Assignment: Read the records and gather each line that includes "SqliteProjectStore".

Data records:
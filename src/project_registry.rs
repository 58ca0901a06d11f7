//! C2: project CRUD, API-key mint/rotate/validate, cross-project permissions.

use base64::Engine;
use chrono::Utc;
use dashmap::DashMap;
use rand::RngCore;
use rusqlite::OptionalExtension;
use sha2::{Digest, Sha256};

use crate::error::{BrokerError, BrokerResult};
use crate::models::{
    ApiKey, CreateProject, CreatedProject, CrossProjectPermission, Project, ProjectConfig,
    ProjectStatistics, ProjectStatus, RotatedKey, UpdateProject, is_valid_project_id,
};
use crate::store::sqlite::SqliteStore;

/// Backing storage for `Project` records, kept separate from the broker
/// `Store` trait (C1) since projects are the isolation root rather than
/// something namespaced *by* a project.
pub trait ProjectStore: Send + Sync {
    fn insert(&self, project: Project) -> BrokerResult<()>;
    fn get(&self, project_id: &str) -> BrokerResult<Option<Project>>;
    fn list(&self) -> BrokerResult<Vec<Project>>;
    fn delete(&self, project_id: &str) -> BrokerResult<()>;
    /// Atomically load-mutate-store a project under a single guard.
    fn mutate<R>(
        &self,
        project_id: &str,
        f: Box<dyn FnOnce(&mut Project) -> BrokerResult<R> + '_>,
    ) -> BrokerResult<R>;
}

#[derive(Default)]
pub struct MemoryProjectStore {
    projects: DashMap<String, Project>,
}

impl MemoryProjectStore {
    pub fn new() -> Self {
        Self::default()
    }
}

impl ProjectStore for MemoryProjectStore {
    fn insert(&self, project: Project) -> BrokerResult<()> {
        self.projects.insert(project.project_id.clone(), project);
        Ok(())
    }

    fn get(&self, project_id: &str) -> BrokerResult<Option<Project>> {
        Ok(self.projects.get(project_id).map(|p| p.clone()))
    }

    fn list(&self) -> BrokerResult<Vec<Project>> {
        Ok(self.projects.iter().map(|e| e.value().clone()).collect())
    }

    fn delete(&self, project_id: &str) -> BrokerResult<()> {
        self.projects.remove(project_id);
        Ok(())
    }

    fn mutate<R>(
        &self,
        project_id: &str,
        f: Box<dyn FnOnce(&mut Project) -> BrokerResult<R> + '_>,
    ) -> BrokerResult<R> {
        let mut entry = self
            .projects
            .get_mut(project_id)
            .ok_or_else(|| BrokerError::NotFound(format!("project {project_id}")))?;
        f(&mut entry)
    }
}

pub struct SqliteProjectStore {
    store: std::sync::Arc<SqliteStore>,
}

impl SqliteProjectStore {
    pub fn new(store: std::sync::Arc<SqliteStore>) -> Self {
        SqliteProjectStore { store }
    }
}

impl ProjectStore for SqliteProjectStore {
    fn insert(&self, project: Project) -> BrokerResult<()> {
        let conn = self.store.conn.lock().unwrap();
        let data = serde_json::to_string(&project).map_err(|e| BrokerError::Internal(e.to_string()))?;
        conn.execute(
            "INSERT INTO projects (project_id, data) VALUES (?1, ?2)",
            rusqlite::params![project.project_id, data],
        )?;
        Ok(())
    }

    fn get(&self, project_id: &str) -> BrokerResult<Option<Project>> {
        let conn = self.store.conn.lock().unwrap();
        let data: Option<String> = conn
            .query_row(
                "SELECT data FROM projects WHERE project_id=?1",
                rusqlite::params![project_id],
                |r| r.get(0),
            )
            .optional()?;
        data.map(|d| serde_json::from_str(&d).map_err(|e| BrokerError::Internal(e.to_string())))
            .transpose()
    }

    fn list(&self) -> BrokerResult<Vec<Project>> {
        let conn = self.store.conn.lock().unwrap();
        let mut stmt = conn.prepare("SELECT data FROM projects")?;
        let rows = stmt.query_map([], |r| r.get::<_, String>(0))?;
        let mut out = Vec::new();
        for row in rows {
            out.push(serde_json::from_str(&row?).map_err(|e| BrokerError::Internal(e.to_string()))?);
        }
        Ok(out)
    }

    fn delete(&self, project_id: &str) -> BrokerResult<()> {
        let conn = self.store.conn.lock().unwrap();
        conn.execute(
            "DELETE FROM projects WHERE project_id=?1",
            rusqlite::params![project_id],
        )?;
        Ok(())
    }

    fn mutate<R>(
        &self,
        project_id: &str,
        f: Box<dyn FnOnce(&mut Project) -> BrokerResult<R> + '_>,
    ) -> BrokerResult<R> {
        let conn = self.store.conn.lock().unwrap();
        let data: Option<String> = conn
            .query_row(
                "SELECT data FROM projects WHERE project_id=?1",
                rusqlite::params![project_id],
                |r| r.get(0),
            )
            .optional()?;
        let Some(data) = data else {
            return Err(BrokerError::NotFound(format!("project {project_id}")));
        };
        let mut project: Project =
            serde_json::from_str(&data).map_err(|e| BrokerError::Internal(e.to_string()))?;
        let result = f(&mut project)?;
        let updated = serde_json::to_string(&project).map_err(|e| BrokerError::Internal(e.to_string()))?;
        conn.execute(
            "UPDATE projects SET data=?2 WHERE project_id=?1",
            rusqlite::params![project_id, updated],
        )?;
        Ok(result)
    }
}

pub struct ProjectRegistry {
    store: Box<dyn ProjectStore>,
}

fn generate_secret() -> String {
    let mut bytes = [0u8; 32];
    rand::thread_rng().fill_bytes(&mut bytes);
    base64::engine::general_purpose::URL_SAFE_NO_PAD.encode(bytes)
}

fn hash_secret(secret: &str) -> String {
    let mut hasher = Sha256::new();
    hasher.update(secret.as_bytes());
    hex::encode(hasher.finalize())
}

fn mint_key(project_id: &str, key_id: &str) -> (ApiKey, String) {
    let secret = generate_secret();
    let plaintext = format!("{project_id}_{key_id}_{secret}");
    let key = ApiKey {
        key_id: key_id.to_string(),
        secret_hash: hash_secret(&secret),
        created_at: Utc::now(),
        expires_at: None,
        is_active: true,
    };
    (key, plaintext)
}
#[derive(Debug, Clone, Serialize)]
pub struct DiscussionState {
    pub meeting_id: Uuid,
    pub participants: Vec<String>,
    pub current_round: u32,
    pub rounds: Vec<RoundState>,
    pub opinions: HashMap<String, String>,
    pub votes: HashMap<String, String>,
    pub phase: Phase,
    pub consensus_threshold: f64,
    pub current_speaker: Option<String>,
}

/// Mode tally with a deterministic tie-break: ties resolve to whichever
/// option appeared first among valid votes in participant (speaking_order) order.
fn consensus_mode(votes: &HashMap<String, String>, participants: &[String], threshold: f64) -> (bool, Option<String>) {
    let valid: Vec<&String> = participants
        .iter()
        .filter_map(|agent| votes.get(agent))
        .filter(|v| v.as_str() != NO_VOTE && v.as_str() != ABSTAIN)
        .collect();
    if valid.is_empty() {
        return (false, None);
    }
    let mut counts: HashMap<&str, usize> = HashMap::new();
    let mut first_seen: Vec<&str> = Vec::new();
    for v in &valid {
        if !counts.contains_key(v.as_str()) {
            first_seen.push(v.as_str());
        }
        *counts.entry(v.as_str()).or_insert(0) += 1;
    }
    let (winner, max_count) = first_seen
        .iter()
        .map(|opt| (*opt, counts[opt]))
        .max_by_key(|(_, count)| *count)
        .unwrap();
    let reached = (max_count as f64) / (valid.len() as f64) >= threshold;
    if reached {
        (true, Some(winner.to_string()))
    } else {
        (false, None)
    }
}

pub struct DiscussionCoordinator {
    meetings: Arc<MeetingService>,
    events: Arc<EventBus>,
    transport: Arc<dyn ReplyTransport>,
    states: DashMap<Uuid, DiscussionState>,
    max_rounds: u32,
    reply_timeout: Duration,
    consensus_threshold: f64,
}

---

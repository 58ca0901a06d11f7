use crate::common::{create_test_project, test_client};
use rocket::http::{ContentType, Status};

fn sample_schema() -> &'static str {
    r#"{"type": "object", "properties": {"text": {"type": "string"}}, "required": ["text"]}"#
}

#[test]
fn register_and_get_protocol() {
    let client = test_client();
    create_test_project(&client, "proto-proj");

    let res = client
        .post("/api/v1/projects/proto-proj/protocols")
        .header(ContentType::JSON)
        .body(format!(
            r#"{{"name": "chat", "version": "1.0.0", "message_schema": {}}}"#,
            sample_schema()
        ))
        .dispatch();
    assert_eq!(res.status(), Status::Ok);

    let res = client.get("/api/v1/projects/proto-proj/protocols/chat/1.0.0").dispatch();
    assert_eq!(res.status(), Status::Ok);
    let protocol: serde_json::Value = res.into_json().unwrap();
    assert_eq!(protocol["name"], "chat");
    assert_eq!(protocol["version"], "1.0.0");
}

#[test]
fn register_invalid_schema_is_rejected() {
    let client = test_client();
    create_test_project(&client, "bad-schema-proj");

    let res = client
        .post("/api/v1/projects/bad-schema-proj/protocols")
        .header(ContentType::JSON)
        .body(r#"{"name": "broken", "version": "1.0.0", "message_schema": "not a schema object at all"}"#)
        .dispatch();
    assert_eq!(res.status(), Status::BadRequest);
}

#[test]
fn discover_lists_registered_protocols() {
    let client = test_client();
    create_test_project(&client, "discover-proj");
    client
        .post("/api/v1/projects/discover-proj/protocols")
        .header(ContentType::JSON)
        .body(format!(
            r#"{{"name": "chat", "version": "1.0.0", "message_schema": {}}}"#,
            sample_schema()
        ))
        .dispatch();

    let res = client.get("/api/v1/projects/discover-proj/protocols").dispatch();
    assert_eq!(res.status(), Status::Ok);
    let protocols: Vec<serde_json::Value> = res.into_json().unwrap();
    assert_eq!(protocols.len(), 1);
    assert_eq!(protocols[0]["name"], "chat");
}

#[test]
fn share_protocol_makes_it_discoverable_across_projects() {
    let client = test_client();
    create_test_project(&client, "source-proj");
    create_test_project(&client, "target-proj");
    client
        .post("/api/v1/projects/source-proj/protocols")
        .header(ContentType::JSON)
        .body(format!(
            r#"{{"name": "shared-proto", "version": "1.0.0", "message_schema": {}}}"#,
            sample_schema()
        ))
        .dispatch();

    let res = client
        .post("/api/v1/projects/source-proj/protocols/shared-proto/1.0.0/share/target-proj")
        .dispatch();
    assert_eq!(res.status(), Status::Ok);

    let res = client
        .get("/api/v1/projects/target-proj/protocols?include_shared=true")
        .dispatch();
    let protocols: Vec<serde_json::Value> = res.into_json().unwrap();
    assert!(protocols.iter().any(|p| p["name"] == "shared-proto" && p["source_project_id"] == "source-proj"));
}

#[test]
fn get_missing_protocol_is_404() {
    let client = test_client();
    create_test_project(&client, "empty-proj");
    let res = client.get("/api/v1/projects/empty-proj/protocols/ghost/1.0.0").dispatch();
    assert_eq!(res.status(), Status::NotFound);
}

* * *

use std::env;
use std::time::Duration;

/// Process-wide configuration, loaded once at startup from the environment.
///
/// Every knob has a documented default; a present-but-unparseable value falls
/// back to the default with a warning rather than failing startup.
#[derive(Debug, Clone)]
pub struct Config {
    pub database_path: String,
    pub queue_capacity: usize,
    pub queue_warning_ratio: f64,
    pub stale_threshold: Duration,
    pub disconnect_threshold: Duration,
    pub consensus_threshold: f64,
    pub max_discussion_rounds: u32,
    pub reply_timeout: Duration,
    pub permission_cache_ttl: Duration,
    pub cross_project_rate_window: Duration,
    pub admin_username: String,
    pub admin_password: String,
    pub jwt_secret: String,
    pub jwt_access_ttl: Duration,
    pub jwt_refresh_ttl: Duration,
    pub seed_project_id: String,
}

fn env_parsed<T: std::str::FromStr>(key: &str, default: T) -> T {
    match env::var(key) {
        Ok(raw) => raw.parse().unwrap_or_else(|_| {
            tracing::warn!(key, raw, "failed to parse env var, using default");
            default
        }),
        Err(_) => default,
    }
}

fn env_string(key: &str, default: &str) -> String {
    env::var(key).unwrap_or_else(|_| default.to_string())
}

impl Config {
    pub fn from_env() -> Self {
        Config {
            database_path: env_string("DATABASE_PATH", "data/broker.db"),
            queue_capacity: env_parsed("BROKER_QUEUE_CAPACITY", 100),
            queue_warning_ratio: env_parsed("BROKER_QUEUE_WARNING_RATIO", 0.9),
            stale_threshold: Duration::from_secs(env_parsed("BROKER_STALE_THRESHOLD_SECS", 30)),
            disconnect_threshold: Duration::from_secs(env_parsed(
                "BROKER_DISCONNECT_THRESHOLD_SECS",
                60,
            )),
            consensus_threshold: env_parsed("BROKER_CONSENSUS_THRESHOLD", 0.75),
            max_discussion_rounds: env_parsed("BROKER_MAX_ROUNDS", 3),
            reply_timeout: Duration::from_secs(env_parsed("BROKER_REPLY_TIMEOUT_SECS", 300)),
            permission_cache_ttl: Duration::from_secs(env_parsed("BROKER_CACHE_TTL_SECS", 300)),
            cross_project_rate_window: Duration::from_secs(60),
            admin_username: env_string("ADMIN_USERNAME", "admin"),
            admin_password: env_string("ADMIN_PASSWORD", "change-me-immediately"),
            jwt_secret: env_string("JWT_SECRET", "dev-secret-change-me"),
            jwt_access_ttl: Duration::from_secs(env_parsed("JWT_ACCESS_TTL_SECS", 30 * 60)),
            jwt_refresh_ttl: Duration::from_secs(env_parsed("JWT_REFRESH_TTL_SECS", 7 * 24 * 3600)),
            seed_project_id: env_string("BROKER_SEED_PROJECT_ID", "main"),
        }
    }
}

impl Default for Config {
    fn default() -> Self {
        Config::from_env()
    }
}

Task solution:
pub struct SqliteProjectStore {
impl SqliteProjectStore {
        SqliteProjectStore { store }
impl ProjectStore for SqliteProjectStore {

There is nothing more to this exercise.